Au contrair, the exact opposite is true. BOTH films got an overwhelmingly POSITIVE response from "the fans" of those franchises. Jurassic World Dominion currently enjoys a 77% POSITIVE SCORE from audiences on Rotten Tomatoes. Indiana Jones and the Dial of Destiny has an 88% POSITIVE SCORE from audiences on Rotten Tomatoes. The "consensus opinion" from "the fans" of those respective franchises is the latest entry in the saga NAILED it and was a GREAT film. Dial of Destiny also has an overwhelmingly glowing score from professional critics as well, so its just a tad bit hypocritical of Flopiosa apologists to defend the film with "YOU may dislike it, but YOU don't speak for most people, the vast majority of reviews said its AWESOME!", while at the same time scoffing at similar feedback from Jurassic Park 6 and Indiana Jones 5.

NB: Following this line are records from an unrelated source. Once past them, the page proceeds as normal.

// SPDX-License-Identifier: Apache-2.0

use crate::FieldMap;
use serde::{Deserialize, Serialize};
use serde_json::Value;
use std::fmt::{Display, Formatter};

/// A `{value, label}` pair as consumed by the dashboard's filter widgets.
#[derive(Debug, Clone, Copy, PartialEq, Eq, Serialize)]
pub struct ProgramOption {
    pub value: &'static str,
    pub label: &'static str,
}

#[derive(Debug, Clone, Copy, PartialEq, Eq, Hash)]
pub enum ProgramStatus {
    Backlog,
    Todo,
    InProgress,
    Done,
    Canceled,
}

impl ProgramStatus {
    pub const ALL: [Self; 5] = [
        Self::Backlog,
        Self::Todo,
        Self::InProgress,
        Self::Done,
        Self::Canceled,
    ];

    #[must_use]
    pub const fn value(self) -> &'static str {
        match self {
            Self::Backlog => "backlog",
            Self::Todo => "todo",
            Self::InProgress => "in progress",
            Self::Done => "done",
            Self::Canceled => "canceled",
        }
    }

    #[must_use]
    pub const fn label(self) -> &'static str {
        match self {
            Self::Backlog => "Backlog",
            Self::Todo => "Todo",
            Self::InProgress => "In Progress",
            Self::Done => "Done",
            Self::Canceled => "Canceled",
        }
    }

    #[must_use]
    pub fn parse(input: &str) -> Option<Self> {
        Self::ALL
            .iter()
            .copied()
            .find(|s| s.value().eq_ignore_ascii_case(input))
    }

    #[must_use]
    pub fn options() -> Vec<ProgramOption> {
        Self::ALL
            .iter()
            .map(|s| ProgramOption {
                value: s.value(),
                label: s.label(),
            })
            .collect()
    }
}

#[derive(Debug, Clone, Copy, PartialEq, Eq, Hash)]
pub enum ProgramPriority {
    Low,
    Medium,
    High,
}

impl ProgramPriority {
    pub const ALL: [Self; 3] = [Self::Low, Self::Medium, Self::High];

    #[must_use]
    pub const fn value(self) -> &'static str {
        match self {
            Self::Low => "low",
            Self::Medium => "medium",
            Self::High => "high",
        }
    }

    #[must_use]
    pub const fn label(self) -> &'static str {
        match self {
            Self::Low => "Low",
            Self::Medium => "Medium",
            Self::High => "High",
        }
    }

    #[must_use]
    pub fn parse(input: &str) -> Option<Self> {
        Self::ALL
            .iter()
            .copied()
            .find(|p| p.value().eq_ignore_ascii_case(input))
    }

    #[must_use]
    pub fn options() -> Vec<ProgramOption> {
        Self::ALL
            .iter()
            .map(|p| ProgramOption {
                value: p.value(),
                label: p.label(),
            })
            .collect()
    }
}

/// Business category a program is filed under.
#[derive(Debug, Clone, Copy, PartialEq, Eq, Hash)]
pub enum ProgramLabel {
    BusinessDevelopment,
    SupplyChainIntegration,
    ManufacturingSupport,
    FashionIndustry,
    Agriculture,
    TrainingSkills,
    InnovationTechnology,
    FundingSupport,
    YouthWomenEmpowerment,
    StartupEcosystem,
}

impl ProgramLabel {
    pub const ALL: [Self; 10] = [
        Self::BusinessDevelopment,
        Self::SupplyChainIntegration,
        Self::ManufacturingSupport,
        Self::FashionIndustry,
        Self::Agriculture,
        Self::TrainingSkills,
        Self::InnovationTechnology,
        Self::FundingSupport,
        Self::YouthWomenEmpowerment,
        Self::StartupEcosystem,
    ];

    #[must_use]
    pub const fn value(self) -> &'static str {
        match self {
            Self::BusinessDevelopment => "business development",
            Self::SupplyChainIntegration => "supply chain integration",
            Self::ManufacturingSupport => "manufacturing support",
            Self::FashionIndustry => "fashion industry",
            Self::Agriculture => "agriculture",
            Self::TrainingSkills => "training & skills",
            Self::InnovationTechnology => "innovation & technology",
            Self::FundingSupport => "funding support",
            Self::YouthWomenEmpowerment => "youth & women empowerment",
            Self::StartupEcosystem => "startup ecosystem",
        }
    }

    #[must_use]
    pub const fn label(self) -> &'static str {
        match self {
            Self::BusinessDevelopment => "Business Development",
            Self::SupplyChainIntegration => "Supply Chain Integration",
            Self::ManufacturingSupport => "Manufacturing Support",
            Self::FashionIndustry => "Fashion Industry",
            Self::Agriculture => "Agriculture",
            Self::TrainingSkills => "Training & Skills",
            Self::InnovationTechnology => "Innovation & Technology",
            Self::FundingSupport => "Funding Support",
            Self::YouthWomenEmpowerment => "Youth & Women Empowerment",
            Self::StartupEcosystem => "Startup Ecosystem",
        }
    }

    #[must_use]
    pub fn parse(input: &str) -> Option<Self> {
        Self::ALL
            .iter()
            .copied()
            .find(|l| l.value().eq_ignore_ascii_case(input))
    }

    #[must_use]
    pub fn options() -> Vec<ProgramOption> {
        Self::ALL
            .iter()
            .map(|l| ProgramOption {
                value: l.value(),
                label: l.label(),
            })
            .collect()
    }
}

#[derive(Debug, Clone, PartialEq, Eq)]
#[non_exhaustive]
pub enum RowError {
    MissingField { doc: String, field: &'static str },
    NotText { doc: String, field: &'static str },
}

impl Display for RowError {
    fn fmt(&self, f: &mut Formatter<'_>) -> std::fmt::Result {
        match self {
            Self::MissingField { doc, field } => {
                write!(f, "program {doc} is missing required field {field}")
            }
            Self::NotText { doc, field } => {
                write!(f, "program {doc} field {field} is not text")
            }
        }
    }
}

impl std::error::Error for RowError {}

/// Normalized program record. `status`/`priority`/`label` are always the
/// lower-cased form of the stored values; the remaining fields pass through
/// as stored and are omitted when absent.
#[derive(Debug, Clone, PartialEq, Serialize, Deserialize)]
pub struct ProgramRow {
    pub id: String,
    #[serde(default, skip_serializing_if = "Option::is_none")]
    pub title: Option<String>,
    pub status: String,
    pub priority: String,
    pub label: String,
    #[serde(rename = "programID", default, skip_serializing_if = "Option::is_none")]
    pub program_id: Option<String>,
    #[serde(default, skip_serializing_if = "Option::is_none")]
    pub budget: Option<Value>,
}

impl ProgramRow {
    /// Derives a row from one stored program document. An absent or non-text
    /// status/priority/label is fatal, the caller aborts the whole pass.
    pub fn from_fields(id: &str, fields: &FieldMap) -> Result<Self, RowError> {
        Ok(Self {
            id: id.to_string(),
            title: text_field(fields, "programName"),
            status: lowered(id, fields, "programStatus")?,
            priority: lowered(id, fields, "programPriority")?,
            label: lowered(id, fields, "programLabel")?,
            program_id: text_field(fields, "programID"),
            budget: fields.get("programBudget").cloned(),
        })
    }
}

fn text_field(fields: &FieldMap, key: &str) -> Option<String> {
    fields.get(key).and_then(Value::as_str).map(str::to_string)
}

fn lowered(doc: &str, fields: &FieldMap, field: &'static str) -> Result<String, RowError> {
    match fields.get(field) {
        Some(Value::String(s)) => Ok(s.to_lowercase()),
        Some(_) => Err(RowError::NotText {
            doc: doc.to_string(),
            field,
        }),
        None => Err(RowError::MissingField {
            doc: doc.to_string(),
            field,
        }),
    }
}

And in case you and conflate MY own opinion with the "consensus" view on Indy 5 and Jurassic 6, I will point out for the record that my opinion on the Indiana Jones franchise is very similar to the Mad Max franchise. The TRILOGY was great in the 1980s, the series is OVER, Hollywood should LEAVE IT ALONE and STOP trying to squeeze more money out of the franchise by forcing new unnecessary "sequels" out in the 21st century. That being said, I did watch the opening scene of Indy 5, and I will have to say they did a fantastic job -- they managed to win me over despite the fact it was a nearly impossible bar since I considered the film non-canon to BEGIN with, and was against its very EXISTENCE. Overall I would say Indy 5 and Jurassic 6 are clearly superior to Flopiosa, if for no other reason they deliver what they promise and are a PROPER "installment" of the franchise. We didn't get "MAMMOTHS: A Jurassic Park Saga" film about cloned ice age animals and NO dinosaurs, starring Jack Black as "Dr. Alan Grant", for example.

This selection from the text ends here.